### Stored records
___
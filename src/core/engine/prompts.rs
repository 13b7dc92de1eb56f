//! Prompt construction. Everything here is pure: given the same inputs the
//! same strings come out, which keeps the prompts testable as golden strings
//! and keeps the dispatch layer free of formatting.

use crate::core::meeting::{Agent, Message, OutputStyle};

/// Rendered in place of the history block so prompts never contain an
/// ambiguous blank section.
pub const EMPTY_HISTORY_SENTINEL: &str = "(no messages yet)";

/// One line of header per utterance, then its content. Old rows may lack a
/// role or step number; "unknown" and "?" stand in for them.
pub fn format_message_history(messages: &[Message]) -> String {
    if messages.is_empty() {
        return EMPTY_HISTORY_SENTINEL.to_string();
    }
    messages
        .iter()
        .map(|m| {
            let role = m.agent_role.as_deref().unwrap_or("unknown");
            let step = m
                .step_number
                .map(|n| n.to_string())
                .unwrap_or_else(|| "?".to_string());
            format!("[{} | {} | step {}]\n{}", m.agent_name, role, step, m.content)
        })
        .collect::<Vec<_>>()
        .join("\n\n")
}

/// System prompt for a speaking turn. Sections appear in a fixed order;
/// missing persona/prompt sections are omitted entirely.
pub fn build_speaker_system_prompt(
    agent: &Agent,
    style: &OutputStyle,
    start_prompt: &str,
) -> String {
    let mut prompt = format!(
        "You are a meeting participant named \"{}\".\n\n## Your role\n{}\n",
        agent.name, agent.role
    );
    if !agent.persona.trim().is_empty() {
        prompt.push_str("\n## Your persona\n");
        prompt.push_str(&agent.persona);
        prompt.push('\n');
    }
    if let Some(extra) = agent.prompt.as_deref().filter(|p| !p.trim().is_empty()) {
        prompt.push_str("\n## Additional instructions\n");
        prompt.push_str(extra);
        prompt.push('\n');
    }
    if !start_prompt.trim().is_empty() {
        prompt.push_str("\n## Instructions from the meeting organizer\n");
        prompt.push_str(start_prompt);
        prompt.push('\n');
    }
    prompt.push_str("\n## Output format and style\n");
    prompt.push_str(&style.prompt_segment);
    prompt.push_str(
        "\n\n---\nFollow all of the instructions above when contributing to the discussion. \
         There is no upper limit on the length of your response.",
    );
    prompt
}

/// User message for a speaking turn: topic, full history, then an instruction
/// framed by the agent's role.
pub fn build_speaker_user_message(topic: &str, messages: &[Message], role: &str) -> String {
    format!(
        "## Meeting topic\n{}\n\n## Discussion so far\n{}\n\n---\nSpeaking as the {}, \
         consider the flow of the discussion and state the opinion or question you want \
         to raise next.",
        topic,
        format_message_history(messages),
        role
    )
}

/// System prompt for the summarizing turn: same shape as the speaker prompt,
/// but frames the agent as the meeting's summarizer and injects the effective
/// end instructions.
pub fn build_summary_system_prompt(
    agent: &Agent,
    style: &OutputStyle,
    end_prompt: &str,
) -> String {
    let mut prompt = format!(
        "You are \"{}\", acting as this meeting's summarizer.\n\n## Your role\n{}\n",
        agent.name, agent.role
    );
    if !agent.persona.trim().is_empty() {
        prompt.push_str("\n## Your persona\n");
        prompt.push_str(&agent.persona);
        prompt.push('\n');
    }
    if !end_prompt.trim().is_empty() {
        prompt.push_str("\n## Instructions for the final summary\n");
        prompt.push_str(end_prompt);
        prompt.push('\n');
    }
    prompt.push_str("\n## Output format and style\n");
    prompt.push_str(&style.prompt_segment);
    prompt.push_str(
        "\n\n---\nStay neutral, synthesize rather than repeat, and make the conclusion \
         concrete enough to act on. There is no upper limit on the length of your response.",
    );
    prompt
}

/// User message for the summarizing turn. No "next speaker" framing.
pub fn build_summary_user_message(topic: &str, messages: &[Message]) -> String {
    format!(
        "## Meeting topic\n{}\n\n## Full discussion history\n{}\n\n---\nBased on the \
         discussion above, produce the final conclusion summary for this meeting.",
        topic,
        format_message_history(messages)
    )
}
use anyhow::{Result, anyhow};
use async_trait::async_trait;
use reqwest::Client;
use serde::{Deserialize, Serialize};

use super::CONTEXT_HEADER;
use crate::core::llm::{ChatRequest, Completion, GenerationOptions, LlmProvider, Usage};

#[derive(Serialize)]
struct GeminiRequest {
    #[serde(skip_serializing_if = "Option::is_none")]
    system_instruction: Option<GeminiContent>,
    contents: Vec<GeminiContent>,
    #[serde(rename = "generationConfig")]
    generation_config: GenerationConfig,
}

#[derive(Serialize)]
struct GeminiContent {
    role: String,
    parts: Vec<GeminiPart>,
}

#[derive(Serialize)]
struct GeminiPart {
    text: String,
}

#[derive(Serialize)]
struct GenerationConfig {
    #[serde(rename = "maxOutputTokens")]
    max_output_tokens: u32,
    temperature: f32,
}

#[derive(Deserialize)]
struct GeminiResponse {
    candidates: Vec<GeminiCandidate>,
    #[serde(rename = "usageMetadata")]
    usage_metadata: Option<GeminiUsage>,
}

#[derive(Deserialize)]
struct GeminiCandidate {
    content: GeminiResContent,
}

#[derive(Deserialize)]
struct GeminiResContent {
    parts: Vec<GeminiResPart>,
}

#[derive(Deserialize)]
struct GeminiResPart {
    text: String,
}

#[derive(Deserialize)]
struct GeminiUsage {
    #[serde(rename = "promptTokenCount", default)]
    prompt_token_count: u64,
    #[serde(rename = "candidatesTokenCount", default)]
    candidates_token_count: u64,
}

pub struct GoogleProvider {
    api_key: String,
    client: Client,
}

impl GoogleProvider {
    pub fn new(api_key: String) -> Self {
        Self {
            api_key,
            client: Client::new(),
        }
    }
}

#[async_trait]
impl LlmProvider for GoogleProvider {
    fn provider_id(&self) -> &str {
        "google"
    }

    async fn complete(
        &self,
        request: &ChatRequest,
        options: &GenerationOptions,
    ) -> Result<Completion> {
        let system_instruction = if request.system.is_empty() {
            None
        } else {
            Some(GeminiContent {
                role: "user".to_string(),
                parts: vec![GeminiPart {
                    text: request.system.clone(),
                }],
            })
        };

        let mut contents = Vec::new();
        // Gemini caches implicitly by prefix; prime it with a context turn
        // and a fixed acknowledgment so the real user turn stays separate.
        if let Some(context) = &request.cacheable_context {
            contents.push(GeminiContent {
                role: "user".to_string(),
                parts: vec![GeminiPart {
                    text: format!(
                        "{CONTEXT_HEADER}\n\nConsult the document below while contributing \
                         to the discussion:\n\n{context}"
                    ),
                }],
            });
            contents.push(GeminiContent {
                role: "model".to_string(),
                parts: vec![GeminiPart {
                    text: "Understood. I have reviewed the document and will answer with it \
                           in mind."
                        .to_string(),
                }],
            });
        }
        contents.push(GeminiContent {
            role: "user".to_string(),
            parts: vec![GeminiPart {
                text: request.user.clone(),
            }],
        });

        let req = GeminiRequest {
            system_instruction,
            contents,
            generation_config: GenerationConfig {
                max_output_tokens: options.max_tokens,
                temperature: options.temperature,
            },
        };

        let url = format!(
            "https://generativelanguage.googleapis.com/v1beta/models/{}:generateContent?key={}",
            options.model, self.api_key
        );
        let res = self.client.post(&url).json(&req).send().await?;
        if !res.status().is_success() {
            return Err(anyhow!(
                "Google API error ({}): {}",
                res.status().as_u16(),
                res.text().await.unwrap_or_default()
            ));
        }
        let parsed: GeminiResponse = res.json().await?;
        let usage = parsed
            .usage_metadata
            .map(|u| Usage {
                input_tokens: u.prompt_token_count,
                output_tokens: u.candidates_token_count,
            })
            .unwrap_or_default();
        let text = parsed
            .candidates
            .into_iter()
            .next()
            .and_then(|c| c.content.parts.into_iter().next())
            .map(|p| p.text)
            .unwrap_or_default();
        Ok(Completion { text, usage })
    }
}
mod handlers;
mod router;

use std::sync::Arc;

use anyhow::Result;
use tracing::info;

use crate::core::runner::MeetingRunner;
use crate::core::store::MeetingStore;

#[derive(Clone)]
pub struct AppState {
    pub(crate) store: Arc<MeetingStore>,
    pub(crate) runner: Arc<MeetingRunner>,
}

impl AppState {
    pub fn new(store: Arc<MeetingStore>, runner: Arc<MeetingRunner>) -> Self {
        Self { store, runner }
    }
}

pub async fn serve(host: &str, port: u16, state: AppState) -> Result<()> {
    let addr = format!("{host}:{port}");
    let app = router::build_api_router(state, port);
    let listener = tokio::net::TcpListener::bind(&addr).await?;
    info!("Quorum API running at http://{addr}");
    axum::serve(listener, app).await?;
    Ok(())
}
___
### What is needed
Apply a filter for "GeminiResContent" to the entries and show each line that passes.

### Solution to the problem
    content: GeminiResContent,
struct GeminiResContent {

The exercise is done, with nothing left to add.